Outbound bid rejection index (On the other) Measures the percentage of truck load capacity requirements that reduce carriers. Because rejecting loads is generally undesirable for carriers, an increase in rejection rates indicates a tightening market where the capacity available is limited.

Laredo’s load rejection rate averaged around 3.8% from October to mid-December, but rose unexpectedly, surged by more than 6% just before Christmas.

Since October, demand has risen by about 10% year-on-year, but the rejection rate has only skyrocketed on holidays. This suggests that demand alone may not explain market tightening.

One potential driver is the uncertainty surrounding US trade policy. For the past month, President Donald Trump threatened and enforced tariffs in Mexico, the largest US trading partner, and has since suspended it. This uncertainty was expected before the election. This may explain the sustained growth of cross-border cargo demand as shippers rush to move goods ahead of potential increases in costs. However, the increased rejection rate suggests additional factors during play.

From an outbound cargo perspective, Laredo is a relatively small market. It ranks 48th out of 135 US freight markets, only 0.7% of total freight freight. The place – a day by car from Dallas and over a half day from Houston – is relatively far away.

Most notably, Laredo handles far more cargo travelling from the region rather than coming from it. When the freight market focuses in large quantities, carrier networks can become tense and lead to supply chain inefficiencies.
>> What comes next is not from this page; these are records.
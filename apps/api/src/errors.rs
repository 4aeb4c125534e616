use axum::{
    http::StatusCode,
    response::{IntoResponse, Response},
    Json,
};
use serde_json::json;
use thiserror::Error;

use crate::export::ExportError;
use crate::textkernel::{Step, TextkernelError};

/// Application-level error type.
/// Implements `IntoResponse` so Axum handlers can return `Result<T, AppError>`.
#[derive(Debug, Error)]
pub enum AppError {
    #[error("Validation error: {0}")]
    Validation(String),

    #[error("Configuration error: {0}")]
    Configuration(String),

    #[error("{step} failed: {message}")]
    Upstream {
        step: Step,
        status: u16,
        message: String,
    },

    #[error("Export error: {0}")]
    Export(#[from] ExportError),

    #[error("Internal server error: {0}")]
    Internal(#[from] anyhow::Error),
}

impl From<TextkernelError> for AppError {
    fn from(err: TextkernelError) -> Self {
        match err {
            TextkernelError::Api {
                step,
                status,
                message,
            } => AppError::Upstream {
                step,
                status,
                message,
            },
            other => AppError::Internal(other.into()),
        }
    }
}

impl IntoResponse for AppError {
    fn into_response(self) -> Response {
        let mut details: Option<String> = None;
        let mut upstream_status: Option<u16> = None;

        let (status, code, message) = match &self {
            AppError::Validation(msg) => (StatusCode::BAD_REQUEST, "VALIDATION_ERROR", msg.clone()),
            AppError::Configuration(msg) => {
                tracing::error!("Configuration error: {msg}");
                (
                    StatusCode::INTERNAL_SERVER_ERROR,
                    "CONFIGURATION_ERROR",
                    "Missing API configuration".to_string(),
                )
            }
            AppError::Upstream {
                step,
                status,
                message,
            } => {
                tracing::error!("{step} failed with upstream status {status}: {message}");
                upstream_status = Some(*status);
                (
                    StatusCode::BAD_GATEWAY,
                    "UPSTREAM_ERROR",
                    format!("{step} failed: {message}"),
                )
            }
            AppError::Export(e) => {
                tracing::error!("Export error: {e}");
                details = Some(e.to_string());
                (
                    StatusCode::INTERNAL_SERVER_ERROR,
                    "EXPORT_ERROR",
                    "The export could not be generated".to_string(),
                )
            }
            AppError::Internal(e) => {
                tracing::error!("Internal error: {e:?}");
                details = Some(e.to_string());
                (
                    StatusCode::INTERNAL_SERVER_ERROR,
                    "INTERNAL_ERROR",
                    "An internal server error occurred".to_string(),
                )
            }
        };

        let mut error = json!({
            "code": code,
            "message": message
        });
        if let Some(details) = details {
            error["details"] = json!(details);
        }
        if let Some(upstream_status) = upstream_status {
            error["upstream_status"] = json!(upstream_status);
        }

        (status, Json(json!({ "error": error }))).into_response()
    }
}

#[cfg(test)]
mod tests {
    use super::*;

    async fn body_of(err: AppError) -> (StatusCode, serde_json::Value) {
        let response = err.into_response();
        let status = response.status();
        let bytes = axum::body::to_bytes(response.into_body(), usize::MAX)
            .await
            .unwrap();
        (status, serde_json::from_slice(&bytes).unwrap())
    }

    #[tokio::test]
    async fn test_validation_is_bad_request() {
        let (status, body) = body_of(AppError::Validation("Only PDF files are supported".into())).await;
        assert_eq!(status, StatusCode::BAD_REQUEST);
        assert_eq!(body["error"]["code"], "VALIDATION_ERROR");
        assert_eq!(body["error"]["message"], "Only PDF files are supported");
        assert!(body["error"].get("details").is_none());
    }

    #[tokio::test]
    async fn test_upstream_surfaces_status_and_message() {
        let err: AppError = TextkernelError::Api {
            step: Step::Score,
            status: 401,
            message: "Invalid service key".to_string(),
        }
        .into();
        let (status, body) = body_of(err).await;
        assert_eq!(status, StatusCode::BAD_GATEWAY);
        assert_eq!(body["error"]["upstream_status"], 401);
        assert_eq!(body["error"]["message"], "Scoring failed: Invalid service key");
    }

    #[tokio::test]
    async fn test_internal_includes_details() {
        let (status, body) = body_of(AppError::Internal(anyhow::anyhow!("socket closed"))).await;
        assert_eq!(status, StatusCode::INTERNAL_SERVER_ERROR);
        assert_eq!(body["error"]["message"], "An internal server error occurred");
        assert_eq!(body["error"]["details"], "socket closed");
    }

    #[tokio::test]
    async fn test_configuration_error_is_server_error() {
        let (status, body) = body_of(AppError::Configuration("TEXTKERNEL_API_KEY".into())).await;
        assert_eq!(status, StatusCode::INTERNAL_SERVER_ERROR);
        assert_eq!(body["error"]["code"], "CONFIGURATION_ERROR");
    }
}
In a market with a large number of major outbounds, like Los Angeles, they price an additional cost (also known as “deadheads”) for relocating empty trucks. The shipper pays more than the direct shipping cost and covers the cost carriers that arise when relocating equipment.

However, Laredo’s service costs have risen even as wider freight rates fall. Airlines are struggling to pass on these relocation costs, reducing the incentive to prioritize Laredo-bound cargo.

Sonar’s invoice data shows that contract rates for major lanes such as Laredo to Dallas have increased by 13% year-on-year, while spot rates for this lane have risen by 8%. However, these increases have not maintained sufficient careers in the market to prevent a rise in rejection rates.